- [Assigned task]
The data below holds the lines to copy: everything from the line containing "Overall service status." to the line containing "pub fn router()", both ends included, set down exactly.

··· Provided data ···

//! Signing for authenticated Cloudinary API calls.
//!
//! The string to sign is every request parameter except `file`,
//! `cloud_name`, `resource_type` and `api_key`, sorted by name, rendered
//! as `name=value` and joined with `&`, with the API secret appended. The
//! signature is the lowercase hex SHA-256 digest of that string.

use std::collections::BTreeMap;

use sha2::{Digest, Sha256};

/// Parameters that never take part in the signature.
const UNSIGNED_PARAMS: &[&str] = &["file", "cloud_name", "resource_type", "api_key"];

/// Build the canonical `a=1&b=2` string for the given parameters.
pub fn string_to_sign(params: &BTreeMap<&str, String>) -> String {
    params
        .iter()
        .filter(|(name, value)| !UNSIGNED_PARAMS.contains(name) && !value.is_empty())
        .map(|(name, value)| format!("{name}={value}"))
        .collect::<Vec<_>>()
        .join("&")
}

/// Compute the request signature for `params` with `api_secret`.
pub fn sign(params: &BTreeMap<&str, String>, api_secret: &str) -> String {
    let mut hasher = Sha256::new();
    hasher.update(string_to_sign(params).as_bytes());
    hasher.update(api_secret.as_bytes());
    format!("{:x}", hasher.finalize())
}

#[cfg(test)]
mod tests {
    use super::*;

    fn params() -> BTreeMap<&'static str, String> {
        BTreeMap::from([
            ("timestamp", "1315060510".to_string()),
            ("public_id", "sample_image".to_string()),
            ("eager", "w_400,h_300,c_pad|w_260,h_200,c_crop".to_string()),
            ("api_key", "1234".to_string()),
            ("file", "ignored".to_string()),
            ("folder", String::new()),
        ])
    }

    #[test]
    fn string_to_sign_is_sorted_and_filtered() {
        assert_eq!(
            string_to_sign(&params()),
            "eager=w_400,h_300,c_pad|w_260,h_200,c_crop&public_id=sample_image&timestamp=1315060510"
        );
    }

    #[test]
    fn signature_is_sha256_hex_of_string_plus_secret() {
        let signature = sign(&params(), "abcd");
        assert_eq!(signature.len(), 64);
        assert!(signature.chars().all(|c| c.is_ascii_hexdigit() && !c.is_ascii_uppercase()));

        let mut hasher = Sha256::new();
        hasher.update(format!("{}abcd", string_to_sign(&params())).as_bytes());
        assert_eq!(signature, format!("{:x}", hasher.finalize()));
    }

    #[test]
    fn different_secrets_produce_different_signatures() {
        assert_ne!(sign(&params(), "secret-a"), sign(&params(), "secret-b"));
    }
}
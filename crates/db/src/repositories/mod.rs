//! Repository layer.
//!
//! Each repository is a zero-sized struct providing async CRUD methods
//! that accept `&PgPool` as the first argument.

pub mod contact_submission_repo;
pub mod piece_repo;

pub use contact_submission_repo::ContactSubmissionRepo;
pub use piece_repo::PieceRepo;
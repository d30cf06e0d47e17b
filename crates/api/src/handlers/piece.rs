//! Handlers for the `/pieces` resource.

use axum::extract::State;
use axum::http::StatusCode;
use axum::Json;
use portfolio_core::error::CoreError;
use portfolio_core::pottery::Collection;
use portfolio_core::types::RecordId;
use portfolio_db::models::piece::{CreatePiece, PieceFilter, PotteryPiece, UpdatePiece};
use portfolio_db::repositories::PieceRepo;
use serde::Deserialize;

use crate::error::{AppError, AppResult};
use crate::extract::{AppJson, AppPath, AppQuery};
use crate::middleware::auth::RequireAdmin;
use crate::state::AppState;

const ENTITY: &str = "PotteryPiece";

/// Query parameters for `GET /pieces`. Both filters are optional and combine.
#[derive(Debug, Default, Deserialize)]
pub struct PieceListParams {
    pub collection: Option<String>,
    pub featured: Option<String>,
}

impl PieceListParams {
    /// Parse into a typed filter. Empty values mean "no filter"; an unknown
    /// collection or a non-boolean `featured` is a validation error.
    pub fn into_filter(self) -> Result<PieceFilter, CoreError> {
        let collection = self
            .collection
            .filter(|c| !c.is_empty())
            .map(|c| c.parse::<Collection>())
            .transpose()?;

        let featured = match self.featured.as_deref() {
            None | Some("") => None,
            Some("true") => Some(true),
            Some("false") => Some(false),
            Some(other) => {
                return Err(CoreError::Validation(format!(
                    "Invalid featured filter: '{other}'. Expected true or false"
                )))
            }
        };

        Ok(PieceFilter {
            collection,
            featured,
        })
    }
}

/// GET /api/pieces
pub async fn list(
    State(state): State<AppState>,
    AppQuery(params): AppQuery<PieceListParams>,
) -> AppResult<Json<Vec<PotteryPiece>>> {
    let filter = params.into_filter()?;
    let pieces = PieceRepo::list(&state.pool, &filter).await?;
    Ok(Json(pieces))
}

/// POST /api/pieces
pub async fn create(
    State(state): State<AppState>,
    _admin: RequireAdmin,
    AppJson(input): AppJson<CreatePiece>,
) -> AppResult<(StatusCode, Json<PotteryPiece>)> {
    let input = input.normalized()?;
    let piece = PieceRepo::create(&state.pool, &input).await?;
    tracing::info!(id = %piece.id, collection = %piece.collection, "Piece created");
    Ok((StatusCode::CREATED, Json(piece)))
}

/// GET /api/pieces/{id}
pub async fn get_by_id(
    State(state): State<AppState>,
    AppPath(id): AppPath<RecordId>,
) -> AppResult<Json<PotteryPiece>> {
    let piece = PieceRepo::find_by_id(&state.pool, &id)
        .await?
        .ok_or(AppError::Core(CoreError::NotFound { entity: ENTITY, id }))?;
    Ok(Json(piece))
}

/// PUT /api/pieces/{id}
///
/// Partial update: omitted fields keep their stored values.
pub async fn update(
    State(state): State<AppState>,
    _admin: RequireAdmin,
    AppPath(id): AppPath<RecordId>,
    AppJson(input): AppJson<UpdatePiece>,
) -> AppResult<Json<PotteryPiece>> {
    let input = input.normalized()?;
    if input.is_empty() {
        tracing::debug!(%id, "Update carries no fields; only updatedAt changes");
    }
    let piece = PieceRepo::update(&state.pool, &id, &input)
        .await?
        .ok_or(AppError::Core(CoreError::NotFound { entity: ENTITY, id }))?;
    tracing::info!(id = %piece.id, "Piece updated");
    Ok(Json(piece))
}

/// DELETE /api/pieces/{id}
pub async fn delete(
    State(state): State<AppState>,
    _admin: RequireAdmin,
    AppPath(id): AppPath<RecordId>,
) -> AppResult<StatusCode> {
    if PieceRepo::delete(&state.pool, &id).await? {
        tracing::info!(%id, "Piece deleted");
        Ok(StatusCode::NO_CONTENT)
    } else {
        Err(AppError::Core(CoreError::NotFound { entity: ENTITY, id }))
    }
}
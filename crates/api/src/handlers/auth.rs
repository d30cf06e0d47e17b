//! Handlers for the `/auth` resource (login, logout).

use axum::extract::State;
use axum::http::header::SET_COOKIE;
use axum::http::StatusCode;
use axum::response::IntoResponse;
use axum::Json;
use portfolio_core::error::CoreError;
use serde::{Deserialize, Serialize};

use crate::auth::cookie::{cleared_cookie, session_cookie};
use crate::auth::jwt::generate_admin_token;
use crate::auth::password::verify_admin_password;
use crate::error::{AppError, AppResult};
use crate::extract::AppJson;
use crate::state::AppState;

/// Request body for `POST /auth/login`.
#[derive(Debug, Deserialize)]
pub struct LoginRequest {
    pub password: Option<String>,
}

/// Successful login response. The same token is also set as a cookie.
#[derive(Debug, Serialize)]
pub struct LoginResponse {
    pub token: String,
}

/// POST /api/auth/login
///
/// Check the password against the configured admin hash and issue a token.
pub async fn login(
    State(state): State<AppState>,
    AppJson(input): AppJson<LoginRequest>,
) -> AppResult<impl IntoResponse> {
    let password = input
        .password
        .filter(|p| !p.is_empty())
        .ok_or_else(|| AppError::BadRequest("Password is required".into()))?;

    if !verify_admin_password(&password, &state.config.admin_password_hash) {
        tracing::warn!("Admin login failed");
        return Err(AppError::Core(CoreError::Unauthorized(
            "Invalid password".into(),
        )));
    }

    let jwt = &state.config.jwt;
    let token = generate_admin_token(jwt)
        .map_err(|e| AppError::InternalError(format!("Token generation error: {e}")))?;
    let cookie = session_cookie(&token, jwt.expiry_secs(), state.config.cookie_secure);

    tracing::info!("Admin logged in");
    Ok(([(SET_COOKIE, cookie)], Json(LoginResponse { token })))
}

/// POST /api/auth/logout
///
/// Clear the token cookie. Tokens are stateless, so a copy held elsewhere
/// stays valid until it expires.
pub async fn logout(State(state): State<AppState>) -> impl IntoResponse {
    (
        StatusCode::NO_CONTENT,
        [(SET_COOKIE, cleared_cookie(state.config.cookie_secure))],
    )
}
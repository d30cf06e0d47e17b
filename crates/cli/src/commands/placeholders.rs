//! Remove the stock-photo pieces the site was seeded with.

use portfolio_cloudinary::ImageStore;
use portfolio_core::pottery::is_placeholder;
use portfolio_db::models::piece::{PieceFilter, PotteryPiece};
use portfolio_db::repositories::PieceRepo;
use portfolio_db::DbPool;

/// Pieces that count as placeholder content.
pub fn find_placeholders(pieces: &[PotteryPiece]) -> Vec<&PotteryPiece> {
    pieces
        .iter()
        .filter(|p| is_placeholder(p.collection, &p.images))
        .collect()
}

/// Delete placeholder pieces, optionally destroying their CDN images.
pub async fn run(
    pool: &DbPool,
    images: Option<&dyn ImageStore>,
    dry_run: bool,
) -> anyhow::Result<()> {
    let pieces = PieceRepo::list(pool, &PieceFilter::default()).await?;
    let placeholders = find_placeholders(&pieces);
    println!(
        "Found {} placeholder(s) among {} piece(s)",
        placeholders.len(),
        pieces.len()
    );

    for piece in &placeholders {
        println!("  - {} ({})", piece.title, piece.collection);
    }
    if dry_run || placeholders.is_empty() {
        return Ok(());
    }

    let (mut deleted, mut failed) = (0usize, 0usize);
    for piece in placeholders {
        match PieceRepo::delete(pool, &piece.id).await {
            Ok(true) => deleted += 1,
            Ok(false) => tracing::warn!(id = %piece.id, "Piece vanished before deletion"),
            Err(e) => {
                tracing::error!(id = %piece.id, error = %e, "Failed to delete piece");
                failed += 1;
                continue;
            }
        }

        let Some(store) = images else { continue };
        for image in &piece.images {
            // Stock photos were never on the CDN.
            if image.public_id.is_empty() || image.url.contains("unsplash.com") {
                continue;
            }
            if let Err(e) = store.destroy(&image.public_id).await {
                tracing::warn!(public_id = %image.public_id, error = %e, "Failed to destroy image");
            }
        }
    }

    println!("Deleted {deleted}, failed {failed}");
    if failed > 0 {
        anyhow::bail!("{failed} placeholder(s) could not be deleted");
    }
    Ok(())
}
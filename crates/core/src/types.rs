/// Record identifiers are opaque server-assigned strings.
pub type RecordId = String;

/// All timestamps are UTC.
pub type Timestamp = chrono::DateTime<chrono::Utc>;
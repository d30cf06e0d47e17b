//! The `token` auth cookie.

/// Name of the cookie holding the admin token.
pub const TOKEN_COOKIE: &str = "token";

/// `Set-Cookie` value that stores `token` for `max_age_secs`.
pub fn session_cookie(token: &str, max_age_secs: i64, secure: bool) -> String {
    build(token, max_age_secs, secure)
}

/// `Set-Cookie` value that makes the browser drop the token immediately.
pub fn cleared_cookie(secure: bool) -> String {
    build("", 0, secure)
}

fn build(value: &str, max_age_secs: i64, secure: bool) -> String {
    let mut cookie =
        format!("{TOKEN_COOKIE}={value}; HttpOnly; SameSite=Lax; Path=/; Max-Age={max_age_secs}");
    if secure {
        cookie.push_str("; Secure");
    }
    cookie
}

/// Value of the cookie named `name` in a `Cookie` request header.
///
/// Pairs are `;`-separated and the name must match exactly, so `xtoken=`
/// or `token_old=` never match `token`.
pub fn find_cookie<'a>(cookie_header: &'a str, name: &str) -> Option<&'a str> {
    cookie_header.split(';').find_map(|pair| {
        let (key, value) = pair.trim().split_once('=')?;
        (key.trim() == name).then(|| value.trim())
    })
}
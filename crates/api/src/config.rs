use crate::auth::jwt::JwtConfig;

/// Default request body limit for image uploads (10 MiB).
const DEFAULT_MAX_UPLOAD_BYTES: usize = 10 * 1024 * 1024;

/// Server configuration loaded from environment variables.
///
/// Read once at startup. Every field except the secrets has a default
/// suitable for local development.
#[derive(Debug, Clone)]
pub struct ServerConfig {
    /// Bind address (default: `0.0.0.0`).
    pub host: String,
    /// Bind port (default: `3000`).
    pub port: u16,
    /// Allowed CORS origins, parsed from comma-separated `CORS_ORIGINS` env var.
    pub cors_origins: Vec<String>,
    /// HTTP request timeout in seconds (default: `30`).
    pub request_timeout_secs: u64,
    /// JWT signing secret and token lifetime.
    pub jwt: JwtConfig,
    /// Argon2 PHC hash of the single admin password.
    pub admin_password_hash: String,
    /// Whether the auth cookie carries the `Secure` attribute.
    pub cookie_secure: bool,
    /// Maximum accepted request body size for `POST /api/upload`.
    pub max_upload_bytes: usize,
}

impl ServerConfig {
    /// Load configuration from environment variables with defaults.
    ///
    /// | Env Var                | Default                                |
    /// |------------------------|----------------------------------------|
    /// | `HOST`                 | `0.0.0.0`                              |
    /// | `PORT`                 | `3000`                                 |
    /// | `CORS_ORIGINS`         | `http://localhost:3000`                |
    /// | `REQUEST_TIMEOUT_SECS` | `30`                                   |
    /// | `ADMIN_PASSWORD_HASH`  | required                               |
    /// | `COOKIE_SECURE`        | `true` if `APP_ENV=production`         |
    /// | `MAX_UPLOAD_BYTES`     | `10485760`                             |
    ///
    /// JWT settings come from [`JwtConfig::from_env`].
    ///
    /// # Panics
    ///
    /// Panics on a missing admin password hash or any unparsable value.
    pub fn from_env() -> Self {
        let host = std::env::var("HOST").unwrap_or_else(|_| "0.0.0.0".into());

        let port: u16 = std::env::var("PORT")
            .unwrap_or_else(|_| "3000".into())
            .parse()
            .expect("PORT must be a valid u16");

        let cors_origins: Vec<String> = std::env::var("CORS_ORIGINS")
            .unwrap_or_else(|_| "http://localhost:3000".into())
            .split(',')
            .map(|s| s.trim().to_string())
            .filter(|s| !s.is_empty())
            .collect();

        let request_timeout_secs: u64 = std::env::var("REQUEST_TIMEOUT_SECS")
            .unwrap_or_else(|_| "30".into())
            .parse()
            .expect("REQUEST_TIMEOUT_SECS must be a valid u64");

        let admin_password_hash = std::env::var("ADMIN_PASSWORD_HASH")
            .expect("ADMIN_PASSWORD_HASH must be set (generate one with `portfolio hash-password`)");
        assert!(
            !admin_password_hash.trim().is_empty(),
            "ADMIN_PASSWORD_HASH must not be empty"
        );

        let is_production = std::env::var("APP_ENV").is_ok_and(|env| env == "production");
        let cookie_secure = match std::env::var("COOKIE_SECURE") {
            Ok(value) => value.parse().expect("COOKIE_SECURE must be true or false"),
            Err(_) => is_production,
        };

        let max_upload_bytes: usize = std::env::var("MAX_UPLOAD_BYTES")
            .unwrap_or_else(|_| DEFAULT_MAX_UPLOAD_BYTES.to_string())
            .parse()
            .expect("MAX_UPLOAD_BYTES must be a valid usize");

        Self {
            host,
            port,
            cors_origins,
            request_timeout_secs,
            jwt: JwtConfig::from_env(),
            admin_password_hash: admin_password_hash.trim().to_string(),
            cookie_secure,
            max_upload_bytes,
        }
    }
}
use axum::extract::State;
use axum::{routing::get, Json, Router};
use serde::Serialize;

use crate::state::AppState;

/// Health check response payload.
#[derive(Serialize)]
pub struct HealthResponse {
    /// Overall service status.
    pub status: &'static str,
    /// Crate version from Cargo.toml.
    pub version: &'static str,
    /// Whether the database is reachable.
    pub db_healthy: bool,
}

/// GET /health -- returns service and database health.
async fn health_check(State(state): State<AppState>) -> Json<HealthResponse> {
    let db_healthy = portfolio_db::health_check(&state.pool).await.is_ok();

    let status = if db_healthy { "ok" } else { "degraded" };

    Json(HealthResponse {
        status,
        version: env!("CARGO_PKG_VERSION"),
        db_healthy,
    })
}

/// Mount health check routes (root level, not under `/api`).
pub fn router() -> Router<AppState> {
    Router::new().route("/health", get(health_check))
}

···

- [Problem solution]
    /// Overall service status.
    pub status: &'static str,
    /// Crate version from Cargo.toml.
    pub version: &'static str,
    /// Whether the database is reachable.
    pub db_healthy: bool,
}

/// GET /health -- returns service and database health.
async fn health_check(State(state): State<AppState>) -> Json<HealthResponse> {
    let db_healthy = portfolio_db::health_check(&state.pool).await.is_ok();

    let status = if db_healthy { "ok" } else { "degraded" };

    Json(HealthResponse {
        status,
        version: env!("CARGO_PKG_VERSION"),
        db_healthy,
    })
}

/// Mount health check routes (root level, not under `/api`).
pub fn router() -> Router<AppState> {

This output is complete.